Midsommar: la bella pretensión
La oscuridad domina los primeros 20 o 30 minutos del filme que narran lo que le está sucediendo, emocionalmente, a Dani Ardor (Florence Pugh), una estudiante de universidad cuyo noviazgo con Christian (Jack Reynor), estudiante de antropología, no va muy bien. El chico parece haber perdido interés en ella y se lo ha dicho a sus amigos. Ella está pasando un momento muy amargo: ha tenido pérdidas familiares que la han lanzado a un abismo depresivo y penoso. Él, embargado por el sentimiento de la traición (por haberla dejado de querer) que lo hace sentir que la ha abandonado en un momento de fragilidad emocional, la invita, con desgano, a unirse a él y a otros tres amigos a ir a Suecia, de donde procede Pelle (Vilhelm Blomgren), uno de sus compañeros de escuela. El joven sueco regresa para el verano a su “aldea” o comuna, llamada la Hårga y, resulta que ese es el tema de la tesis de Christian.
Aster, quien escribió el guion, hace una transición de la ciudad al campo en Suecia (el filme se filmó en Hungría) donde está la comuna y se ha de realizar el festival del “medio verano” (de ahí el nombre de la película), que solo ocurre cada 90 años. De los pardos oscuros y ocres del invierno, de paisajes sombríos y grises, pasamos a cielos diáfanos y de un azul transparente que nos alejan de los reflejos de los personajes en espejos o en el vidrio de cuadros, en escenas de belleza inaudita. No solo el verdor de los campos contrasta con el mundo que dejamos atrás, sino que todo parce pertenecer a un mundo idílico. Todos los habitantes de la comuna están de blanco y sus atuendos los convierten en unas especies de personajes que uno esperaría descubrir en cuentos de hadas de los hermanos Grimm o, mejor todavía, para no ser demasiado germánico, del fascinante video de un alce blanco en los bosques de Suecia, filmado por Hans Nisson y publicados hace dos años.

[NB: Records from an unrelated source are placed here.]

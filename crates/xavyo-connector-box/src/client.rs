//! Remote API client boundary.
//!
//! [`RemoteApi`] is the only way the connector reaches Box. The production
//! implementation, [`HttpRemoteClient`], adds bearer authentication, bounded
//! retries with backoff, and connection reuse on top of `reqwest`.

use async_trait::async_trait;
use reqwest::header;
use serde_json::Value;
use std::sync::Arc;
use std::time::Duration;
use thiserror::Error;
use tracing::{debug, instrument, trace, warn};
use xavyo_connector::error::{ConnectorError, ConnectorResult};

use crate::auth::AuthProvider;
use crate::config::BoxConfig;
use crate::retry::parse_retry_after;

/// HTTP methods used against the Box API.
#[derive(Debug, Clone, Copy, PartialEq, Eq, Hash)]
pub enum HttpMethod {
    Get,
    Post,
    Put,
    Delete,
}

impl HttpMethod {
    #[must_use]
    pub fn as_str(&self) -> &'static str {
        match self {
            HttpMethod::Get => "GET",
            HttpMethod::Post => "POST",
            HttpMethod::Put => "PUT",
            HttpMethod::Delete => "DELETE",
        }
    }

    fn as_reqwest(self) -> reqwest::Method {
        match self {
            HttpMethod::Get => reqwest::Method::GET,
            HttpMethod::Post => reqwest::Method::POST,
            HttpMethod::Put => reqwest::Method::PUT,
            HttpMethod::Delete => reqwest::Method::DELETE,
        }
    }
}

impl std::fmt::Display for HttpMethod {
    fn fmt(&self, f: &mut std::fmt::Formatter<'_>) -> std::fmt::Result {
        f.write_str(self.as_str())
    }
}

/// One call against the API, relative to the configured base URL.
#[derive(Debug, Clone, PartialEq)]
pub struct RemoteRequest {
    pub method: HttpMethod,
    pub path: String,
    pub query: Vec<(String, String)>,
    pub body: Option<Value>,
}

impl RemoteRequest {
    fn new(method: HttpMethod, path: impl Into<String>, body: Option<Value>) -> Self {
        Self {
            method,
            path: path.into(),
            query: Vec::new(),
            body,
        }
    }

    pub fn get(path: impl Into<String>) -> Self {
        Self::new(HttpMethod::Get, path, None)
    }

    pub fn post(path: impl Into<String>, body: Value) -> Self {
        Self::new(HttpMethod::Post, path, Some(body))
    }

    pub fn put(path: impl Into<String>, body: Value) -> Self {
        Self::new(HttpMethod::Put, path, Some(body))
    }

    pub fn delete(path: impl Into<String>) -> Self {
        Self::new(HttpMethod::Delete, path, None)
    }

    /// Append a query parameter.
    #[must_use]
    pub fn with_query(mut self, key: impl Into<String>, value: impl ToString) -> Self {
        self.query.push((key.into(), value.to_string()));
        self
    }

    /// First value of a query parameter.
    pub fn query_value(&self, key: &str) -> Option<&str> {
        self.query
            .iter()
            .find(|(k, _)| k == key)
            .map(|(_, v)| v.as_str())
    }
}

/// A successful response. `body` is `Value::Null` when the API returned no content.
#[derive(Debug, Clone, PartialEq)]
pub struct RemoteResponse {
    pub status: u16,
    pub body: Value,
}

impl RemoteResponse {
    pub fn new(status: u16, body: Value) -> Self {
        Self { status, body }
    }
}

/// Failure of a remote call, before classification.
#[derive(Debug, Error)]
pub enum RemoteError {
    /// The API answered with a non-success status.
    #[error("Box API error {status} ({}): {message}", code.as_deref().unwrap_or("no code"))]
    Status {
        status: u16,
        code: Option<String>,
        message: String,
        raw_body: String,
    },

    /// The request never produced an HTTP response.
    #[error("transport failure: {message}")]
    Transport {
        message: String,
        #[source]
        source: Option<Box<dyn std::error::Error + Send + Sync>>,
    },

    /// A success response whose body is not JSON.
    #[error("malformed response body (status {status}): {message}")]
    MalformedResponse { status: u16, message: String },

    /// No bearer token could be obtained.
    #[error("credential unavailable: {0}")]
    Credential(#[source] ConnectorError),
}

impl RemoteError {
    /// Build a status error from a raw Box error body.
    ///
    /// Box error bodies look like
    /// `{"type":"error","status":409,"code":"conflict","message":"..."}`.
    pub fn from_response(status: u16, raw_body: impl Into<String>) -> Self {
        let raw_body = raw_body.into();
        let parsed = serde_json::from_str::<Value>(&raw_body).ok();
        let code = parsed
            .as_ref()
            .and_then(|v| v.get("code"))
            .and_then(Value::as_str)
            .map(str::to_string);
        let message = parsed
            .as_ref()
            .and_then(|v| v.get("message"))
            .and_then(Value::as_str)
            .map_or_else(|| raw_body.clone(), str::to_string);

        RemoteError::Status {
            status,
            code,
            message,
            raw_body,
        }
    }

    pub fn transport(
        message: impl Into<String>,
        source: impl std::error::Error + Send + Sync + 'static,
    ) -> Self {
        RemoteError::Transport {
            message: message.into(),
            source: Some(Box::new(source)),
        }
    }

    /// HTTP status, when the API answered at all.
    pub fn status(&self) -> Option<u16> {
        match self {
            RemoteError::Status { status, .. } | RemoteError::MalformedResponse { status, .. } => {
                Some(*status)
            }
            _ => None,
        }
    }

    /// Machine-readable Box error code.
    pub fn code(&self) -> Option<&str> {
        match self {
            RemoteError::Status { code, .. } => code.as_deref(),
            _ => None,
        }
    }
}

/// Executes calls against the Box API.
#[async_trait]
pub trait RemoteApi: Send + Sync {
    async fn invoke(&self, request: RemoteRequest) -> Result<RemoteResponse, RemoteError>;
}

/// Walks an offset-paged Box collection (`entries`, `total_count`).
pub(crate) struct Pager<'a> {
    api: &'a dyn RemoteApi,
    request: RemoteRequest,
    limit: u32,
    offset: u64,
    done: bool,
}

impl<'a> Pager<'a> {
    pub(crate) fn new(api: &'a dyn RemoteApi, request: RemoteRequest, limit: u32) -> Self {
        Self {
            api,
            request,
            limit: limit.max(1),
            offset: 0,
            done: false,
        }
    }

    /// Fetch the next page, or `None` once the collection is exhausted.
    pub(crate) async fn next_page(&mut self) -> Result<Option<Vec<Value>>, RemoteError> {
        if self.done {
            return Ok(None);
        }

        let request = self
            .request
            .clone()
            .with_query("limit", self.limit)
            .with_query("offset", self.offset);
        let mut body = self.api.invoke(request).await?.body;

        let total = body.get("total_count").and_then(Value::as_u64);
        let entries = match body.get_mut("entries").map(Value::take) {
            Some(Value::Array(entries)) => entries,
            _ => Vec::new(),
        };

        self.offset += entries.len() as u64;
        self.done = entries.len() < self.limit as usize
            || total.is_some_and(|total| self.offset >= total);

        debug!(
            path = %self.request.path,
            fetched = entries.len(),
            offset = self.offset,
            total = ?total,
            "Fetched page"
        );
        Ok(Some(entries))
    }
}

/// `reqwest`-backed [`RemoteApi`].
pub struct HttpRemoteClient {
    config: BoxConfig,
    client: reqwest::Client,
    auth: Arc<dyn AuthProvider>,
}

impl std::fmt::Debug for HttpRemoteClient {
    fn fmt(&self, f: &mut std::fmt::Formatter<'_>) -> std::fmt::Result {
        f.debug_struct("HttpRemoteClient")
            .field("base_url", &self.config.base_url)
            .field("auth", &self.auth)
            .finish_non_exhaustive()
    }
}

impl HttpRemoteClient {
    pub fn new(config: BoxConfig, auth: Arc<dyn AuthProvider>) -> ConnectorResult<Self> {
        config.validate()?;
        let client = Self::build_client(&config)?;
        Ok(Self {
            config,
            client,
            auth,
        })
    }

    fn build_client(config: &BoxConfig) -> ConnectorResult<reqwest::Client> {
        let mut builder = reqwest::Client::builder()
            .timeout(Duration::from_secs(config.request_timeout_secs))
            .connect_timeout(Duration::from_secs(config.connect_timeout_secs))
            .user_agent(concat!("xavyo-connector-box/", env!("CARGO_PKG_VERSION")));

        if let Some(proxy_config) = &config.proxy {
            let mut proxy = reqwest::Proxy::all(proxy_config.url()).map_err(|e| {
                ConnectorError::invalid_configuration(format!("invalid proxy: {e}"))
            })?;
            if let (Some(username), Some(password)) = (&proxy_config.username, &proxy_config.password)
            {
                proxy = proxy.basic_auth(username, password);
            }
            builder = builder.proxy(proxy);
        }

        builder.build().map_err(|e| {
            ConnectorError::invalid_configuration(format!("failed to build HTTP client: {e}"))
        })
    }

    fn retry_wait(&self, response: &reqwest::Response, status: u16, attempt: u32) -> Duration {
        let retry_after = if status == 429 {
            response
                .headers()
                .get(header::RETRY_AFTER)
                .and_then(|v| v.to_str().ok())
                .and_then(parse_retry_after)
        } else {
            None
        };
        retry_after.unwrap_or_else(|| self.config.retry.calculate_backoff(attempt))
    }
}

#[async_trait]
impl RemoteApi for HttpRemoteClient {
    #[instrument(skip(self, request), fields(method = %request.method, path = %request.path))]
    async fn invoke(&self, request: RemoteRequest) -> Result<RemoteResponse, RemoteError> {
        let url = self.config.endpoint(&request.path);
        let retry = &self.config.retry;
        let verbosity = self.config.log_verbosity;
        let mut attempt: u32 = 0;
        let mut reauthenticated = false;

        loop {
            attempt += 1;

            let token = self
                .auth
                .access_token()
                .await
                .map_err(RemoteError::Credential)?;

            let mut builder = self
                .client
                .request(request.method.as_reqwest(), &url)
                .bearer_auth(token)
                .query(&request.query);
            if let Some(body) = &request.body {
                builder = builder.json(body);
            }

            if verbosity.is_enabled() {
                debug!(url = %url, attempt = attempt, "Sending Box request");
            }
            if verbosity.log_query() && !request.query.is_empty() {
                debug!(query = ?request.query, "Request query");
            }
            if verbosity.log_bodies() {
                if let Some(body) = &request.body {
                    trace!(body = %body, "Request body");
                }
            }

            let response = match builder.send().await {
                Ok(response) => response,
                Err(e) => {
                    if attempt <= retry.max_retries {
                        let backoff = retry.calculate_backoff(attempt);
                        warn!(
                            url = %url,
                            error = %e,
                            attempt = attempt,
                            wait_ms = backoff.as_millis() as u64,
                            "Request failed, retrying with backoff"
                        );
                        tokio::time::sleep(backoff).await;
                        continue;
                    }
                    return Err(RemoteError::transport(
                        format!("request to {url} failed after {attempt} attempts"),
                        e,
                    ));
                }
            };

            let status = response.status().as_u16();
            if verbosity.is_enabled() {
                debug!(url = %url, status = status, attempt = attempt, "Received Box response");
            }

            // A rejected token gets one refresh that does not consume a retry.
            if status == 401 && !reauthenticated && self.auth.can_refresh() {
                reauthenticated = true;
                attempt -= 1;
                warn!(url = %url, "Access token rejected, refreshing and retrying once");
                self.auth.invalidate().await;
                continue;
            }

            if retry.should_retry(status) && attempt <= retry.max_retries {
                let wait = self.retry_wait(&response, status, attempt);
                warn!(
                    url = %url,
                    status = status,
                    attempt = attempt,
                    wait_ms = wait.as_millis() as u64,
                    "Transient Box response, waiting before retry"
                );
                tokio::time::sleep(wait).await;
                continue;
            }

            let text = response
                .text()
                .await
                .map_err(|e| RemoteError::transport("failed to read response body", e))?;
            if verbosity.log_bodies() {
                trace!(body = %text, "Response body");
            }

            if (200..300).contains(&status) {
                if attempt > 1 {
                    debug!(url = %url, attempts = attempt, "Request succeeded after retries");
                }
                let body = if text.trim().is_empty() {
                    Value::Null
                } else {
                    serde_json::from_str(&text).map_err(|e| RemoteError::MalformedResponse {
                        status,
                        message: e.to_string(),
                    })?
                };
                return Ok(RemoteResponse { status, body });
            }

            if attempt > 1 && retry.should_retry(status) {
                warn!(url = %url, status = status, attempts = attempt, "Retries exhausted");
            }
            return Err(RemoteError::from_response(status, text));
        }
    }
}
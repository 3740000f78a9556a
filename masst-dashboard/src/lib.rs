//! microbiomeMASST dashboard - web front end for microbiome-restricted MASST searches
//!
//! This crate provides:
//! - A search form model with the widget bounds and defaults of the dashboard
//! - Shareable deep links encoded in the page's URL fragment
//! - Dispatch of the external MASST client as a subprocess, one directory per task
//! - Resolution of a task's HTML report from the files the client left behind
//! - Mirror plot links for a selected match
//! - REST/HTML endpoints tying it together

pub mod api;
pub mod deep_link;
pub mod dispatch;
pub mod mirror;
pub mod page;
pub mod params;
pub mod resolve;

pub use deep_link::DeepLinkState;
pub use dispatch::{Dispatcher, SearchEvent, Task, TaskId};
pub use params::SearchParameters;
pub use resolve::{ResultOutcome, ResultResolver};

use std::path::{Path, PathBuf};
use thiserror::Error;

/// Errors from loading the dashboard configuration
#[derive(Error, Debug)]
pub enum ConfigError {
    #[error("Failed to read config file {path}: {source}")]
    Read {
        path: PathBuf,
        source: std::io::Error,
    },

    #[error("Failed to parse config file {path}: {source}")]
    Parse {
        path: PathBuf,
        source: toml::de::Error,
    },
}

/// Configuration for the dashboard server
#[derive(Debug, Clone, serde::Deserialize)]
pub struct DashboardConfig {
    /// Address to bind the HTTP listener to
    #[serde(default = "default_bind_address")]
    pub bind_address: String,

    /// Port to listen on
    #[serde(default = "default_port")]
    pub port: u16,

    /// Root directory holding one subdirectory per task
    #[serde(default = "default_output_root")]
    pub output_root: PathBuf,

    /// Directory with replacement no-match / error documents (None = built-in)
    #[serde(default)]
    pub static_dir: Option<PathBuf>,

    /// External search client settings
    #[serde(default)]
    pub client: ClientConfig,
}

fn default_bind_address() -> String { "0.0.0.0".to_string() }
fn default_port() -> u16 { 8050 }
fn default_output_root() -> PathBuf { PathBuf::from("temp/microbemasst") }

impl Default for DashboardConfig {
    fn default() -> Self {
        Self {
            bind_address: default_bind_address(),
            port: default_port(),
            output_root: default_output_root(),
            static_dir: None,
            client: ClientConfig::default(),
        }
    }
}

impl DashboardConfig {
    /// Parse a configuration from TOML text
    pub fn from_toml(contents: &str) -> Result<Self, toml::de::Error> {
        toml::from_str(contents)
    }

    /// Load a configuration file
    pub fn from_path(path: &Path) -> Result<Self, ConfigError> {
        let contents = std::fs::read_to_string(path).map_err(|source| ConfigError::Read {
            path: path.to_path_buf(),
            source,
        })?;
        Self::from_toml(&contents).map_err(|source| ConfigError::Parse {
            path: path.to_path_buf(),
            source,
        })
    }
}

/// Configuration for the external MASST client
#[derive(Debug, Clone, serde::Deserialize)]
pub struct ClientConfig {
    /// Interpreter or executable used to launch the client scripts
    #[serde(default = "default_program")]
    pub program: String,

    /// Working directory the client scripts are run from
    #[serde(default = "default_working_dir")]
    pub working_dir: PathBuf,

    /// Script for single USI / library id queries
    #[serde(default = "default_single_script")]
    pub single_script: String,

    /// Script for batch queries read from an MGF file
    #[serde(default = "default_batch_script")]
    pub batch_script: String,

    /// Reference database name passed to the client
    #[serde(default = "default_database")]
    pub database: String,

    /// Seconds before a running search is killed
    #[serde(default = "default_search_timeout_secs")]
    pub search_timeout_secs: u64,

    /// Searches allowed to run at the same time
    #[serde(default = "default_max_concurrent_searches")]
    pub max_concurrent_searches: usize,
}

fn default_program() -> String { "python".to_string() }
fn default_working_dir() -> PathBuf { PathBuf::from("microbe_masst/code") }
fn default_single_script() -> String { "masst_client.py".to_string() }
fn default_batch_script() -> String { "masst_batch_client.py".to_string() }
fn default_database() -> String { "metabolomicspanrepo_index_nightly".to_string() }
fn default_search_timeout_secs() -> u64 { 1800 }
fn default_max_concurrent_searches() -> usize { 4 }

impl Default for ClientConfig {
    fn default() -> Self {
        Self {
            program: default_program(),
            working_dir: default_working_dir(),
            single_script: default_single_script(),
            batch_script: default_batch_script(),
            database: default_database(),
            search_timeout_secs: default_search_timeout_secs(),
            max_concurrent_searches: default_max_concurrent_searches(),
        }
    }
}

Las mujeres llevan flores en su cabeza; los hombres atuendos blancos o crema que implican una pureza más allá de toda expectativa que pudieron haber tenido los cinco americanos y una pareja de novios ingleses. Las flores de todos colores abundan en el lugar, y la alegría y el regocijo con que se celebra la visita de los jóvenes es un gran ejemplo de hospitalidad. Poco después de llegar, Pelle les ofrece a sus amigos hongos alucinógenos que trastornan al grupo de americanos y que causan que Dani tenga unas visiones de su hermana y sus padres muertos que agudizan sus penas y agitan su débil psiquis. Poco a poco, las celebraciones de la comuna se vuelven siniestras y violentas, y vamos descubriendo secretos que ponen en peligro las vidas de los invitados.
Si es cierto que la película es bellísima, el guion es pobre. El filme es demasiado largo, y las secuelas que lo prolongan no tienen el suficiente interés para mantener el espectador interesado. Muchas cosas son predecibles. Otras estiradas por coreografías y composiciones hermosas pero, dado su significado, pretensiosas. Una escena de una copulación, en que la pareja está rodeada de mujeres de varias edades todas desnudas, hizo estallar de risa a toda (y digo toda) la audiencia, sin que esa fuera la intención del director. Los simbolismos y las alusiones a problemas de la sociedad hoy día, no son efectivas ni captan nuestra atención debidamente porque son triviales.
Desafortunadamente, con todo y el talento que muestra Ari Aster, y la suntuosa y magnífica cinematografía de Pawel Pogorzelski, el filme solo pasa unos grados más allá que mediocre. Lo que sí es especial es la actuación compleja y conmovedora de Florence Pugh en el papel principal. El resto es solo para quienes quieran descifrar quién es más pretensioso, Aster o Yorgos Lathimos o Tarkovsy cuando quieren.